Stored items:
- - - -

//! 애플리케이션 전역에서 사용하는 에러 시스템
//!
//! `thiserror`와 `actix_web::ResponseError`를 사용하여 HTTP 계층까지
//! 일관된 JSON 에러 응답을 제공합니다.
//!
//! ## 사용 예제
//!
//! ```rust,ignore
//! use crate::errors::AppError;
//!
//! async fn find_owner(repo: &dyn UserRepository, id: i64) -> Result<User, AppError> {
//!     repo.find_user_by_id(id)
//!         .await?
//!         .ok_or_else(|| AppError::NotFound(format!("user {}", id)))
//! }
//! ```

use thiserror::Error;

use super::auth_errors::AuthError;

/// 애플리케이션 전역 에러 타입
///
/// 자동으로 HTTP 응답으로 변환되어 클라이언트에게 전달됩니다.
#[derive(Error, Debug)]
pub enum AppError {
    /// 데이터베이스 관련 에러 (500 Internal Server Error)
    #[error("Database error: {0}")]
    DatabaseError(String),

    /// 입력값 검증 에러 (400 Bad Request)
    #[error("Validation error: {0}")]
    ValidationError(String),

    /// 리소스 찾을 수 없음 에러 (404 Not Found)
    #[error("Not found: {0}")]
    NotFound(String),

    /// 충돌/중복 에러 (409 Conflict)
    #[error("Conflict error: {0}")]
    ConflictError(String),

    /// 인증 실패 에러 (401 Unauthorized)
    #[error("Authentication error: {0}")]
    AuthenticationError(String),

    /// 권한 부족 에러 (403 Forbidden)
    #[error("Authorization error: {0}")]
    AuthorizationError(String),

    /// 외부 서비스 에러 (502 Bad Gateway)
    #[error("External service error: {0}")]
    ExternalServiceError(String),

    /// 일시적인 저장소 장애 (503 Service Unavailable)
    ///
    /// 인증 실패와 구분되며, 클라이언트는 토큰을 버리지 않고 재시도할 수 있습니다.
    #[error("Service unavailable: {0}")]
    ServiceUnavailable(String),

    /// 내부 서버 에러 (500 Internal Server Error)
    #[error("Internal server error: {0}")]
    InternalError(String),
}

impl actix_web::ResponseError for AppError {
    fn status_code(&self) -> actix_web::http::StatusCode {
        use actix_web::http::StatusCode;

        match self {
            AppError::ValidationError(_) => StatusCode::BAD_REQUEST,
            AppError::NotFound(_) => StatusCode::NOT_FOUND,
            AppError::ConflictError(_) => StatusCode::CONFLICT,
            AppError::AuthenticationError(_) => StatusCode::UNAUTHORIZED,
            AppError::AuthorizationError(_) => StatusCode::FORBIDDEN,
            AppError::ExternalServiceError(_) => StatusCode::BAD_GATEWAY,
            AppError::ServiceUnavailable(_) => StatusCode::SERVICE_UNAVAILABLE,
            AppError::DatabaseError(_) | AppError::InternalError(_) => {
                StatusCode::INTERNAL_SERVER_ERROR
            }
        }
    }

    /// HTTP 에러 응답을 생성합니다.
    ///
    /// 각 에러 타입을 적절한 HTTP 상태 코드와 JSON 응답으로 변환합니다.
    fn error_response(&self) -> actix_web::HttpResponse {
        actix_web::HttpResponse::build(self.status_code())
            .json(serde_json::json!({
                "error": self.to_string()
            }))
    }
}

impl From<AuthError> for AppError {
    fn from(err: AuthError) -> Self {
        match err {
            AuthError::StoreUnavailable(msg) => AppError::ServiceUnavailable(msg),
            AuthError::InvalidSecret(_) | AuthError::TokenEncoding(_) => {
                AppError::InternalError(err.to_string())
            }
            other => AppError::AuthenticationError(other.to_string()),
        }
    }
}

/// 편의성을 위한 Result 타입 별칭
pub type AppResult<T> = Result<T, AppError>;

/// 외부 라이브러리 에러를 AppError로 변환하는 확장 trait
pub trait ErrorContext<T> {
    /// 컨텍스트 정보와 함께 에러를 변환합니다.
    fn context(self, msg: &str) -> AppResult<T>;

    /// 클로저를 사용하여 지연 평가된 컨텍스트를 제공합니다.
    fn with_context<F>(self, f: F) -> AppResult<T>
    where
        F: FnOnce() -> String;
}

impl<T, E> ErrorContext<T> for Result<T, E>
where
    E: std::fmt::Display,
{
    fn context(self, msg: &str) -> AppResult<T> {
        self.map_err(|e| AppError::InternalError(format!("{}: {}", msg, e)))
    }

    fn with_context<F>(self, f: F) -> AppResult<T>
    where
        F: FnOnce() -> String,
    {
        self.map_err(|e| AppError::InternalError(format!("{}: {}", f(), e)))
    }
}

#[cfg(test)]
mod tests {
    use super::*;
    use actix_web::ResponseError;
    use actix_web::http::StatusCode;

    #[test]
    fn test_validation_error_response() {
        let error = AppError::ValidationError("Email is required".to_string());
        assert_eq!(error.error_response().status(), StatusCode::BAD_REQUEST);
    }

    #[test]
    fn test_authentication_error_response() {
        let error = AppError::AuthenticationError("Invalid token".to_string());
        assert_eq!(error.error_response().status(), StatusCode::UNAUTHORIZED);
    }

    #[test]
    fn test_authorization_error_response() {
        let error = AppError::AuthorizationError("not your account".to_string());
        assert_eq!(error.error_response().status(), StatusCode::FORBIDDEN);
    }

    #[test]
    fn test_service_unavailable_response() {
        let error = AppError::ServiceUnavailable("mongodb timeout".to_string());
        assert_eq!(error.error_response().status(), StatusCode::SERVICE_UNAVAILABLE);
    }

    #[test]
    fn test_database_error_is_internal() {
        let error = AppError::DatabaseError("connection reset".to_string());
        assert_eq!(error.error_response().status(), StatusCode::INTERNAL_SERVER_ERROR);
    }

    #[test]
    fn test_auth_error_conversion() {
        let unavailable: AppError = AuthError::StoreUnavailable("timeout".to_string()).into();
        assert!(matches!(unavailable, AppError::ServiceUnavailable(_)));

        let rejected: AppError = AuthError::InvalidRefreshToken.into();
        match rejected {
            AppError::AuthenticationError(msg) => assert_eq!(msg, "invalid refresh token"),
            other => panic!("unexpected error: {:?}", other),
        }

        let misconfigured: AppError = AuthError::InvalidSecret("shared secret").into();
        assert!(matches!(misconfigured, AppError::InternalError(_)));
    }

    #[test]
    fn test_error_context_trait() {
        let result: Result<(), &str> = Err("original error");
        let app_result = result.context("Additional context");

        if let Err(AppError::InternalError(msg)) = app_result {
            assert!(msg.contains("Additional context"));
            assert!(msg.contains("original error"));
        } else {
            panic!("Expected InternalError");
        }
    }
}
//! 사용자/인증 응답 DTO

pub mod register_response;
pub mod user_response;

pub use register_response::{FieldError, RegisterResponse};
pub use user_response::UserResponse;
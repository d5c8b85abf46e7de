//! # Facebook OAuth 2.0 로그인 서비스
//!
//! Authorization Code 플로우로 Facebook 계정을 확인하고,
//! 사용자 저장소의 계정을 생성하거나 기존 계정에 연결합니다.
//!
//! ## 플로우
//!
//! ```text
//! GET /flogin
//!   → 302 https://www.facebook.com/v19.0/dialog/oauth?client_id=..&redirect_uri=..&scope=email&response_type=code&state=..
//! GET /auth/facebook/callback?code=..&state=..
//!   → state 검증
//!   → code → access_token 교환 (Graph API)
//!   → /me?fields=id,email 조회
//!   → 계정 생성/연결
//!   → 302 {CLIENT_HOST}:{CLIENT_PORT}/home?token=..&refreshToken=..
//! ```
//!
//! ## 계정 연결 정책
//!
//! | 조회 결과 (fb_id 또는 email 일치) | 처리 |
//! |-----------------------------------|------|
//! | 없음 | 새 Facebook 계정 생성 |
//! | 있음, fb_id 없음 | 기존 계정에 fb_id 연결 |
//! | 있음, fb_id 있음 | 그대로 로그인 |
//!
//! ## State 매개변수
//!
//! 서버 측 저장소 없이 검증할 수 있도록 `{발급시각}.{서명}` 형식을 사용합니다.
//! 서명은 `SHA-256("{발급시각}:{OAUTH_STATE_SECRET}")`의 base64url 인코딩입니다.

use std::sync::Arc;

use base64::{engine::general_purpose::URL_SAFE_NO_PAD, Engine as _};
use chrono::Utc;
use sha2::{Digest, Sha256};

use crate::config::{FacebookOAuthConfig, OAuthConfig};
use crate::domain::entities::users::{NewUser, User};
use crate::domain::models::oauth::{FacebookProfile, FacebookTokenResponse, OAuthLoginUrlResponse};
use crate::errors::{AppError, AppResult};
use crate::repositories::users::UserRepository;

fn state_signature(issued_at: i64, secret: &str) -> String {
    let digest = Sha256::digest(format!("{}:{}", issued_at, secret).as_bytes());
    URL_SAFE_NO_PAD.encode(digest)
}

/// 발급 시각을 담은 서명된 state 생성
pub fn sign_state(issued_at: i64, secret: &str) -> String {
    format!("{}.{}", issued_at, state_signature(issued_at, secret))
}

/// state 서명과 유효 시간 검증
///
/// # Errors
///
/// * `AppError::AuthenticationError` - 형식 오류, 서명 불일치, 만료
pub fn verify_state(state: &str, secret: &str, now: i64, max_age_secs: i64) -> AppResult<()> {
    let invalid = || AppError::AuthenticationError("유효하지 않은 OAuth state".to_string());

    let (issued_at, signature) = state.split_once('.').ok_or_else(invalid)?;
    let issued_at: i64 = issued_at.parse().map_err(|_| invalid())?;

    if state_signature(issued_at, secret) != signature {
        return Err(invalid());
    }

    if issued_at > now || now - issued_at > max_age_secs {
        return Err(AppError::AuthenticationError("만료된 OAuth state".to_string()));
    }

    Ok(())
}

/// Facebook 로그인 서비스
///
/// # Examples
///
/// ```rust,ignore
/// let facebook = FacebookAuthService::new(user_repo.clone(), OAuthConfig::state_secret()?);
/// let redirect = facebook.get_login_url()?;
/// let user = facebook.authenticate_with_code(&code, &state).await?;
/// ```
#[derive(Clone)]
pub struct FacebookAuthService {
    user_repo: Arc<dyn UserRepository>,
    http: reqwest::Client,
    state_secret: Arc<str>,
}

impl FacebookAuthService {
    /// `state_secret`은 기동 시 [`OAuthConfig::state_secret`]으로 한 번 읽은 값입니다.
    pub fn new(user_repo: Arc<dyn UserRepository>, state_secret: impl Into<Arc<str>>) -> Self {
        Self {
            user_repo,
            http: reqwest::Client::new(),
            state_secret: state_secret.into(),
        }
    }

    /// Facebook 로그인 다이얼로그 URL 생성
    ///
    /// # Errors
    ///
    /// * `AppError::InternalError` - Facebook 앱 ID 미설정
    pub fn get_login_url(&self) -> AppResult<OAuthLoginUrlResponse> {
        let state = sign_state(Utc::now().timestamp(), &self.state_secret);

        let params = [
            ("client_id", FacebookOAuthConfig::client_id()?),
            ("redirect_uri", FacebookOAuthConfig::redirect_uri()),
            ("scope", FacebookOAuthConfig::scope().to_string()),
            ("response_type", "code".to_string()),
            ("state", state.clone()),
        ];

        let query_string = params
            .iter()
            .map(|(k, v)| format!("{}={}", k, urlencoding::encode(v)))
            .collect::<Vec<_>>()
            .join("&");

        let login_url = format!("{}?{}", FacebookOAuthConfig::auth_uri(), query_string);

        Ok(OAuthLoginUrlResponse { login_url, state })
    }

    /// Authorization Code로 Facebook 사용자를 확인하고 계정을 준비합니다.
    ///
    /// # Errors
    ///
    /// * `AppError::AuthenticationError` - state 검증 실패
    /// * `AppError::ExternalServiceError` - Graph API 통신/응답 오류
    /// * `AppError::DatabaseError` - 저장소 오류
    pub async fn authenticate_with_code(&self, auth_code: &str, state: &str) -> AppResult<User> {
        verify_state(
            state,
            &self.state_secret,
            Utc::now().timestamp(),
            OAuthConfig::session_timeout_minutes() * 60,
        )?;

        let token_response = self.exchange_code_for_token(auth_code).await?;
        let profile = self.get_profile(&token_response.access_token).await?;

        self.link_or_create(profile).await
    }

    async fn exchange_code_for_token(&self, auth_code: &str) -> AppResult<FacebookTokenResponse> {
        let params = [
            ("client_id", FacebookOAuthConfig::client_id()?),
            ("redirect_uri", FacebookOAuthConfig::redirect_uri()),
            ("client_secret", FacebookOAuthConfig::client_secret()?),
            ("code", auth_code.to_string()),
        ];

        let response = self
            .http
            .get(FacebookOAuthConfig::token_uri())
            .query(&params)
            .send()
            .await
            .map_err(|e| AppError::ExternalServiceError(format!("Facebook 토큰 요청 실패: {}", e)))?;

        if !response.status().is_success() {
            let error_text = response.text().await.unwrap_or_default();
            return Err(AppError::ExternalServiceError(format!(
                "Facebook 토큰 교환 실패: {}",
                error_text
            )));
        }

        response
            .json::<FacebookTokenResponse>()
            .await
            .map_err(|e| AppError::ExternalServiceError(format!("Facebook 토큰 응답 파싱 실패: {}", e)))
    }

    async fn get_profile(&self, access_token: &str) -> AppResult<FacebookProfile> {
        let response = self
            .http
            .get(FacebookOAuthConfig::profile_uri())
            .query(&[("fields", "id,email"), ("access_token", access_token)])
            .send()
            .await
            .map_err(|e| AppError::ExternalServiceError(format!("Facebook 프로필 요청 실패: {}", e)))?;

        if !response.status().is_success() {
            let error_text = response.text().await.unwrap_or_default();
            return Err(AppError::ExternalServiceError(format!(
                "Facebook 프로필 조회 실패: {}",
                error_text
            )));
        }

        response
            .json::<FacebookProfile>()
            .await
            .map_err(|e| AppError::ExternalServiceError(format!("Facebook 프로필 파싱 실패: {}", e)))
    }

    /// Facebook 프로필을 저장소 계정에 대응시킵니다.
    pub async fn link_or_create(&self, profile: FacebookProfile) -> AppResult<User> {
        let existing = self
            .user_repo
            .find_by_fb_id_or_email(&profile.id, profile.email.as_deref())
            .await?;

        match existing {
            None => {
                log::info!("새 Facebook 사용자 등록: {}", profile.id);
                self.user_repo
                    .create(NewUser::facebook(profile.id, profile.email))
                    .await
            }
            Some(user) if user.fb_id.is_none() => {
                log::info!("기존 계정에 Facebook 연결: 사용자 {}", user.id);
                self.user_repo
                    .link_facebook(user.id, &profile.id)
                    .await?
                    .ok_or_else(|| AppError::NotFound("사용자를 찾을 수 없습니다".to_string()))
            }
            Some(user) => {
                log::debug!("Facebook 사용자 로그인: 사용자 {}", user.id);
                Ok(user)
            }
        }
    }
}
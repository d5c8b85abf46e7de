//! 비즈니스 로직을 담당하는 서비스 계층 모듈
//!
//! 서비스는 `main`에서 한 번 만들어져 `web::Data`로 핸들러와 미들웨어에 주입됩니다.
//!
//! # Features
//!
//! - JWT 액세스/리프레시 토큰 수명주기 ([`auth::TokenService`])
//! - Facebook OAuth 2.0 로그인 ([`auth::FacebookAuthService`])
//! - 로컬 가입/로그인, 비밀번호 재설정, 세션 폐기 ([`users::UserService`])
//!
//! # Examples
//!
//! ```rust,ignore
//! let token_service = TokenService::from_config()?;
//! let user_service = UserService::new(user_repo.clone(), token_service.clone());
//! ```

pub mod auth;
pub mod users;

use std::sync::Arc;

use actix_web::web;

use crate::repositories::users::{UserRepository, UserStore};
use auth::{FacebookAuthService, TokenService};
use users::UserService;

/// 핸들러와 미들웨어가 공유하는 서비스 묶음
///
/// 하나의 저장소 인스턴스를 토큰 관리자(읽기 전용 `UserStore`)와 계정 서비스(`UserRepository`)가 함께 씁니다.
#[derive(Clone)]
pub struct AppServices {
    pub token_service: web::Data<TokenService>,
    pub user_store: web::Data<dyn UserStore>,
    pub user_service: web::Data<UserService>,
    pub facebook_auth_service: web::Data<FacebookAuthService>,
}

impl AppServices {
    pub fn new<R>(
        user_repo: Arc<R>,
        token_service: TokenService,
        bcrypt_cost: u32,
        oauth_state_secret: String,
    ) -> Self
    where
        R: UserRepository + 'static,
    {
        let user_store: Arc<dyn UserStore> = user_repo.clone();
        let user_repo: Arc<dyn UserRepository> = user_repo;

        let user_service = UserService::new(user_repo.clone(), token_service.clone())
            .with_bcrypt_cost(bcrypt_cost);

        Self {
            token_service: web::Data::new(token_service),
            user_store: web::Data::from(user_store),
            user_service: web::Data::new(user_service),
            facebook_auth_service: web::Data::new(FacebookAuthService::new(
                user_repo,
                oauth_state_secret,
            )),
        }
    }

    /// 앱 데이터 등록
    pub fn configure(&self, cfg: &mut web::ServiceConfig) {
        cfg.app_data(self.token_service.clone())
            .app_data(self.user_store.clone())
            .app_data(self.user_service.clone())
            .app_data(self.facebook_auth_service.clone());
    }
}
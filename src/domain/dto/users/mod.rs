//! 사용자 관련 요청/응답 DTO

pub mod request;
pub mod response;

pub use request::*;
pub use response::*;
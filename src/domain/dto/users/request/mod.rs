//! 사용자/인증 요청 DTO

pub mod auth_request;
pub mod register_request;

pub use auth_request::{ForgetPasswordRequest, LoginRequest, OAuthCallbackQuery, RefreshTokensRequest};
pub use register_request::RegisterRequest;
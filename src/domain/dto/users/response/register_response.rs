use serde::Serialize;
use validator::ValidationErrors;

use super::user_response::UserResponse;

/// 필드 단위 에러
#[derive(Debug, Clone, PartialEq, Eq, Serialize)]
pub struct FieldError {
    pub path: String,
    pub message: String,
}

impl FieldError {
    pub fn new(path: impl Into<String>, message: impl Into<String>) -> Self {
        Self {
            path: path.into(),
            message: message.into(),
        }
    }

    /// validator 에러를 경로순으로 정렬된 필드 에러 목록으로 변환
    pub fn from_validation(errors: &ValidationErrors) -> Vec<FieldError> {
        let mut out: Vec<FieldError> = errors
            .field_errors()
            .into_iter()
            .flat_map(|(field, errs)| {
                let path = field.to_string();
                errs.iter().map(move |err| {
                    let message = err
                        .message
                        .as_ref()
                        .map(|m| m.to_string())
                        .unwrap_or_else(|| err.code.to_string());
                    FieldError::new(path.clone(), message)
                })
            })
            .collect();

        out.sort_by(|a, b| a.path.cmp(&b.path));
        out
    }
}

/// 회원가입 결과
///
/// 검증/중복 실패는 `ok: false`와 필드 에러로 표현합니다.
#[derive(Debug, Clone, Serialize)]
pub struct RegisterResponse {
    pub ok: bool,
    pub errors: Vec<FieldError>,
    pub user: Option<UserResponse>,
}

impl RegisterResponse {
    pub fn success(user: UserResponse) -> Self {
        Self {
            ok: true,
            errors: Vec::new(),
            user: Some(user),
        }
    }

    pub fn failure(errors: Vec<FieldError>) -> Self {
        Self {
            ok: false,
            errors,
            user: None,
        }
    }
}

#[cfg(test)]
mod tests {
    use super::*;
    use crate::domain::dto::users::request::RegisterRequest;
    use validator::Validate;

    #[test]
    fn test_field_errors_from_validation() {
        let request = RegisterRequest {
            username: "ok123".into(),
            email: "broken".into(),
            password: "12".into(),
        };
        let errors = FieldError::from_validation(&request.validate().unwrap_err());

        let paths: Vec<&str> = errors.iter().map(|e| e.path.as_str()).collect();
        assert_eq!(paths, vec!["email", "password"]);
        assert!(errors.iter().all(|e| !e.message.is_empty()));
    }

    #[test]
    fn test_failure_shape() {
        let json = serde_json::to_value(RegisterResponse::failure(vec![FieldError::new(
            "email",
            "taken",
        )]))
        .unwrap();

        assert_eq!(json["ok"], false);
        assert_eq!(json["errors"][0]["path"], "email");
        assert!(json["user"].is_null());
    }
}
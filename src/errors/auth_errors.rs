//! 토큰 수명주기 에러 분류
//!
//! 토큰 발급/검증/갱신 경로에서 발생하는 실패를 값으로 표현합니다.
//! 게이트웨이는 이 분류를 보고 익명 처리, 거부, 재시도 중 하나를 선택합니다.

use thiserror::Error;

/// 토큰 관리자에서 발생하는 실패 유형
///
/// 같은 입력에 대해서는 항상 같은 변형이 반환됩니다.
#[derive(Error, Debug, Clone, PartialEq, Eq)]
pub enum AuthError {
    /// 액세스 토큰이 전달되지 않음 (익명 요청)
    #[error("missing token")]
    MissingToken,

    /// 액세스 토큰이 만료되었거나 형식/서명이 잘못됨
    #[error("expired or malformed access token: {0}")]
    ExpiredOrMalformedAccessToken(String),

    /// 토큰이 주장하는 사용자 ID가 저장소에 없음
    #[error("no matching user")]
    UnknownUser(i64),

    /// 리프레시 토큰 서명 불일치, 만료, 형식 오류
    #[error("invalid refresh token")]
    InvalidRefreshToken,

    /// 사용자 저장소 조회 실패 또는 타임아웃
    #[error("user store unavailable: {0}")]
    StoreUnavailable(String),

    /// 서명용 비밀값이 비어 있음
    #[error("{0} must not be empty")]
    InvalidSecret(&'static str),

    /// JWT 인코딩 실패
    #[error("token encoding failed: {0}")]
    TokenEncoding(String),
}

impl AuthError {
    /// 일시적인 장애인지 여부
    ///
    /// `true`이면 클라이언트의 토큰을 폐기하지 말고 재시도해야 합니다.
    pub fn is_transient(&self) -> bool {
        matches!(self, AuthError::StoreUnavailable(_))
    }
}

- - - -

The line containing "에러 (409 Conflict)" marks the end. Please print exactly every line from the top of the data to it, both included, and nothing more.

//! 애플리케이션 전역에서 사용하는 에러 시스템
//!
//! `thiserror`와 `actix_web::ResponseError`를 사용하여 HTTP 계층까지
//! 일관된 JSON 에러 응답을 제공합니다.
//!
//! ## 사용 예제
//!
//! ```rust,ignore
//! use crate::errors::AppError;
//!
//! async fn find_owner(repo: &dyn UserRepository, id: i64) -> Result<User, AppError> {
//!     repo.find_user_by_id(id)
//!         .await?
//!         .ok_or_else(|| AppError::NotFound(format!("user {}", id)))
//! }
//! ```

use thiserror::Error;

use super::auth_errors::AuthError;

/// 애플리케이션 전역 에러 타입
///
/// 자동으로 HTTP 응답으로 변환되어 클라이언트에게 전달됩니다.
#[derive(Error, Debug)]
pub enum AppError {
    /// 데이터베이스 관련 에러 (500 Internal Server Error)
    #[error("Database error: {0}")]
    DatabaseError(String),

    /// 입력값 검증 에러 (400 Bad Request)
    #[error("Validation error: {0}")]
    ValidationError(String),

    /// 리소스 찾을 수 없음 에러 (404 Not Found)
    #[error("Not found: {0}")]
    NotFound(String),

    /// 충돌/중복 에러 (409 Conflict)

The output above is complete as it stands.